Q and A with Artist Emily Pittman

BY NQ

February 2019

Emily Pittman is a visual artist and writer who was born in Clarenville and is now based in St John’s.

She graduated from the University of Guelph in April of 2016 and received an Honours Bachelor of Arts Degree (with Distinction). She was nominated for the BMO 1st Art! Invitational Student Art Competition, and received the University of Guelph Faculty Award for Painting. She recently completed a residency and held a solo exhibition at The Rooms.

NQ visited her at her Water Street studio to ask her a couple of questions.

There’s such a delicate inside-outness to these compositions. Where does that come from?

These I did in a project for the Heritage Foundation of Newfoundland and Labrador. I found the imagery through their bank of historical structures. They have an endless number of images in their archive. I started digging and looking for structures that struck me. And I wanted them to be anonymous but still a bit familiar, like maybe the symmetry is familiar, or the colours are familiar, but I didn’t want it to have any actual indicators of time or place.

And what about the palette?

It’s the Historic Colours of Newfoundland and Labrador that was developed by Templeton’s and the Heritage Foundation. A lot of these colours were present in my work before I did this project, just because those were the colours that I loved using, but this project really helped me understand the colours that I was drawn to and the colours that I’ve been surrounded by since I’ve moved back home. And moving forward it’s helped me be more selective and more knowledgeable about the colour palette that I’ve chosen in my work.

And they’re mixed media [paint and paper collage with applied text on wood panel]. What’s the process?

The bottom layer is house paint, just like Home Depot. For these works I actually made my own paint chips, by hand-rolling the paint and spreading it, and cutting them out. The words were also hand-transferred. But I’ll often, in other series, just incorporate the paint chips that you get at Home Depot. I like to have a little bit of the commercial and the handmade together. I think it’s a nice contrast.

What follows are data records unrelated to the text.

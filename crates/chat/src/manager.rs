//! Prompt manager: the generate path.
//!
//! For one session: build the context from history plus the new prompt,
//! ask the provider for a completion, clean the text, record the exchange.
//! The session's lock is held for the whole sequence, so exchanges within a
//! session are recorded in arrival order.

use std::sync::Arc;
use std::time::Instant;

use gemrelay_config::AppConfig;
use gemrelay_core::error::ProviderError;
use gemrelay_core::{CompletionRequest, GenerationConfig, Provider, SessionId};
use tracing::{info, warn};

use crate::postprocess;
use crate::session::SessionStore;

/// Failure of a single generate call.
#[derive(Debug, thiserror::Error)]
pub enum GenerationError {
    #[error("Remote completion failed: {0}")]
    Remote(#[from] ProviderError),
}

/// Owns the conversation sessions and the provider used to extend them.
pub struct PromptManager {
    provider: Arc<dyn Provider>,
    model: String,
    generation: GenerationConfig,
    sessions: SessionStore,
}

impl PromptManager {
    /// Create a manager with default history bounds (20 entries, 1000 sessions).
    pub fn new(
        provider: Arc<dyn Provider>,
        model: impl Into<String>,
        generation: GenerationConfig,
    ) -> Self {
        let defaults = gemrelay_config::HistoryConfig::default();
        Self {
            provider,
            model: model.into(),
            generation,
            sessions: SessionStore::new(defaults.max_entries, defaults.max_sessions),
        }
    }

    /// Create a manager with model, sampling and history bounds from config.
    pub fn from_config(provider: Arc<dyn Provider>, config: &AppConfig) -> Self {
        Self::new(provider, &config.model, config.generation.clone())
            .with_history_bounds(config.history.max_entries, config.history.max_sessions)
    }

    /// Replace the session store with one using the given bounds.
    pub fn with_history_bounds(mut self, max_entries: usize, max_sessions: usize) -> Self {
        self.sessions = SessionStore::new(max_entries, max_sessions);
        self
    }

    pub fn model(&self) -> &str {
        &self.model
    }

    pub fn provider_name(&self) -> &str {
        self.provider.name()
    }

    pub fn sessions(&self) -> &SessionStore {
        &self.sessions
    }

    /// Generate a reply to `prompt` within `session`.
    ///
    /// On success the prompt and the cleaned reply are appended to the
    /// session history (oldest entries evicted past the bound) and the
    /// cleaned reply is returned. On failure the history is untouched.
    pub async fn generate(&self, session: &SessionId, prompt: &str) -> Result<String, GenerationError> {
        let shared = self.sessions.get_or_create(session);
        let mut history = shared.lock().await;

        let request = CompletionRequest {
            model: self.model.clone(),
            prompt: history.build_context(prompt),
            generation: self.generation.clone(),
        };

        let started = Instant::now();
        let response = self.provider.complete(request).await.map_err(|e| {
            warn!(
                session = %session,
                provider = %self.provider.name(),
                error = %e,
                "Completion failed, history left unchanged"
            );
            GenerationError::Remote(e)
        })?;

        let text = postprocess::clean_response(&response.text);
        let evicted = history.record_exchange(prompt, text.clone());

        info!(
            session = %session,
            model = %response.model,
            prompt_len = prompt.len(),
            response_len = text.len(),
            history_len = history.len(),
            evicted,
            elapsed_ms = started.elapsed().as_millis() as u64,
            "Generation complete"
        );

        Ok(text)
    }

    /// Snapshot of a session's entries, oldest first. Empty if unknown.
    pub async fn history(&self, session: &SessionId) -> Vec<String> {
        match self.sessions.get(session) {
            Some(shared) => shared.lock().await.to_vec(),
            None => Vec::new(),
        }
    }

    /// Forget a session's conversation.
    pub async fn reset(&self, session: &SessionId) {
        if let Some(shared) = self.sessions.get(session) {
            shared.lock().await.clear();
            info!(session = %session, "History reset");
        }
    }
}
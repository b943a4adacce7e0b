//! Provider trait: the abstraction over the remote completion service.
//!
//! A Provider takes one context string plus fixed sampling parameters and
//! returns the generated text. Implementations: Gemini, and the retrying
//! wrapper in `gemrelay-providers`.

use async_trait::async_trait;
use serde::{Deserialize, Serialize};
use crate::error::ProviderError;

/// Sampling parameters sent with every completion.
///
/// Fixed for the lifetime of the process; never tuned per request.
#[derive(Debug, Clone, PartialEq, Serialize, Deserialize)]
pub struct GenerationConfig {
    /// Generation stops when any of these sequences is produced.
    #[serde(default = "default_stop_sequences")]
    pub stop_sequences: Vec<String>,

    /// Upper bound on generated tokens.
    #[serde(default = "default_max_output_tokens")]
    pub max_output_tokens: u32,

    #[serde(default = "default_temperature")]
    pub temperature: f32,

    /// Nucleus sampling threshold.
    #[serde(default = "default_top_p")]
    pub top_p: f32,

    #[serde(default = "default_top_k")]
    pub top_k: u32,
}

fn default_stop_sequences() -> Vec<String> {
    vec!["\n\n".into()]
}
fn default_max_output_tokens() -> u32 {
    200
}
fn default_temperature() -> f32 {
    1.0
}
fn default_top_p() -> f32 {
    0.9
}
fn default_top_k() -> u32 {
    40
}

impl Default for GenerationConfig {
    fn default() -> Self {
        Self {
            stop_sequences: default_stop_sequences(),
            max_output_tokens: default_max_output_tokens(),
            temperature: default_temperature(),
            top_p: default_top_p(),
            top_k: default_top_k(),
        }
    }
}

/// A single completion request.
#[derive(Debug, Clone, Serialize, Deserialize)]
pub struct CompletionRequest {
    /// The model to use (e.g., "gemini-1.5-flash")
    pub model: String,

    /// Full context: history plus the new prompt.
    pub prompt: String,

    pub generation: GenerationConfig,
}

/// A complete response from a provider.
#[derive(Debug, Clone, Serialize, Deserialize)]
pub struct CompletionResponse {
    /// Raw generated text, before any post-processing.
    pub text: String,

    /// Token usage statistics
    pub usage: Option<Usage>,

    /// Which model actually responded (may differ from requested)
    pub model: String,

    /// Why generation stopped, as reported by the service.
    #[serde(default, skip_serializing_if = "Option::is_none")]
    pub finish_reason: Option<String>,
}

/// Token usage information.
#[derive(Debug, Clone, Serialize, Deserialize)]
pub struct Usage {
    pub prompt_tokens: u32,
    pub completion_tokens: u32,
    pub total_tokens: u32,
}

/// The core Provider trait.
///
/// The prompt manager calls `complete()` without knowing which backend or
/// wrapper sits behind it.
#[async_trait]
pub trait Provider: Send + Sync {
    /// A human-readable name for this provider (e.g., "gemini").
    fn name(&self) -> &str;

    /// Send a request and get a complete response.
    async fn complete(&self, request: CompletionRequest) -> std::result::Result<CompletionResponse, ProviderError>;

    /// Health check: can we reach the provider with our credentials?
    async fn health_check(&self) -> std::result::Result<bool, ProviderError> {
        Ok(true)
    }
}
//! HTTP gateway for GemRelay.
//!
//! Serves the chat API, the embedded landing/login pages and stylesheet,
//! and falls back to a public asset directory for every other path.
//!
//! Built on Axum.

pub mod api;
pub mod frontend;

use axum::extract::DefaultBodyLimit;
use axum::{Router, response::Json, routing::get};
use serde::Serialize;
use std::sync::Arc;
use tower_http::cors::CorsLayer;
use tower_http::services::ServeDir;
use tracing::info;

use gemrelay_chat::PromptManager;
use gemrelay_config::AppConfig;

/// Shared application state for the gateway.
pub struct GatewayState {
    pub config: AppConfig,
    pub manager: Arc<PromptManager>,
}

pub type SharedState = Arc<GatewayState>;

/// Build the full router.
///
/// Layers applied:
/// - Request body size limit (`gateway.max_body_bytes`)
/// - Permissive CORS when `gateway.cors_allow_any` is set
/// - HTTP trace logging
pub fn build_router(state: SharedState) -> Router {
    let gateway = &state.config.gateway;
    let public_dir = gateway.public_dir.clone();
    let max_body_bytes = gateway.max_body_bytes;
    let cors_allow_any = gateway.cors_allow_any;

    let router = Router::new()
        .route("/health", get(health_handler))
        .merge(api::api_router())
        .with_state(state)
        .merge(frontend::frontend_router())
        .fallback_service(ServeDir::new(public_dir))
        .layer(DefaultBodyLimit::max(max_body_bytes));

    let router = if cors_allow_any {
        router.layer(CorsLayer::permissive())
    } else {
        router
    };

    router.layer(tower_http::trace::TraceLayer::new_for_http())
}

/// Start the gateway HTTP server.
///
/// Builds the provider first so a missing credential stops the process
/// before a port is bound.
pub async fn start(config: AppConfig) -> Result<(), Box<dyn std::error::Error>> {
    let provider = gemrelay_providers::build_from_config(&config)?;
    let manager = Arc::new(PromptManager::from_config(provider, &config));
    let addr = config.bind_addr();

    info!(
        addr = %addr,
        model = %manager.model(),
        public_dir = %config.gateway.public_dir.display(),
        "Gateway starting"
    );

    let app = build_router(Arc::new(GatewayState { config, manager }));
    let listener = tokio::net::TcpListener::bind(&addr).await?;
    axum::serve(listener, app)
        .with_graceful_shutdown(shutdown_signal())
        .await?;

    info!("Gateway stopped");
    Ok(())
}

async fn shutdown_signal() {
    if let Err(e) = tokio::signal::ctrl_c().await {
        tracing::warn!(error = %e, "Failed to listen for Ctrl-C");
        std::future::pending::<()>().await;
    }
    info!("Shutdown signal received");
}

// --- Handlers ---

#[derive(Serialize)]
struct HealthResponse {
    status: &'static str,
    version: &'static str,
}

async fn health_handler() -> Json<HealthResponse> {
    Json(HealthResponse {
        status: "ok",
        version: env!("CARGO_PKG_VERSION"),
    })
}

And what about the size of these works?

These are the smallest that I have; I’ve also worked really, really big. I like to go really small or just massive. The small invites you to lean in, it takes it out of scale, and then when it’s so big you have to sit back to take it all in. I like the dynamic of both and how you respond oppositely to the different scales, I like playing with that a lot.

Tell me a little about the work we’re looking at.

This is a new series that I’ve started. I dove back into the world of painting, which is exciting, after doing some more paper-based and installation work in the past year. That work is about the past and memory and I’m still really interested in that, but I’ve kind of shifted gears into thinking more about the future, and what does that look like for myself, and the Newfoundlander? To be very romantic about it, I’m thinking more about the idea of a dream home, what that might consist of. Just kind of playing with that concept, and I’m not exactly sure how that’s going to develop yet.

Why architecture at all?

That’s a great question. It kind of turned into an obsession that I didn’t really anticipate. I think that I started doing it, just playing around with the form and the colour and the possibilities of abstraction that it gave me, but the more and more I did it the more and more I realized that it’s really tied to feelings of identity and feelings of connection to place and mostly my own idea of how I fit into a place and call it home. For me, houses and architecture is irreplaceably tied to that idea, you can’t separate them.

And what stage is this painting at?

This is very, very unfinished. The first layer that went down is the yellow, which offers the glow, which I really like, I try to do a base colour that really comes through. And then this is something new that I’ve been playing with in my painting, the really crisp lines that I used to get with paper. I’m trying to see if I can make it happen in a painting as well. And then after I had played around with that I went back in with this turpentine wash, and I would say that is the third of maybe ten layers.

So how long will that take you?

Well it’s oil paint so the process has to be slow, because it had to dry between two different layers. I’ll probably play with a painting on the wall for about a month. And then I’ll re-evaluate: is this working?

Can we talk about your love of literature, too? You mentioned that you studied at Guelph, because there you could do a BA, not a BFA, which wouldn’t have allowed you to pursue both disciplines.

I did a double major in Studio Art and English. That started as a love of literature, I couldn’t decide between both when I went into school because I love them both so strongly. Since I’ve graduated it’s mostly transformed into writing about art, which has been helpful for my art practice, and my writing practice. They feed into each other.

And what do you read?

Since I’ve moved back to St John’s, I’ve been trying to re-orient myself with a lot of literature that I missed when I was away. All the big names: Lisa Moore, Michael Crummey. Megan Coles has a book coming out [Small Game Hunting at the Local Coward Gun Club] that I’m really excited to read.

Unsettled
Installation image
The Rooms Provincial Art Gallery
Photo by Maria Hillier

Pittman will have an exhibition of smaller works in the English Harbour Arts Centre, opening early this summer. She is represented in St John’s by Christina Parker Gallery.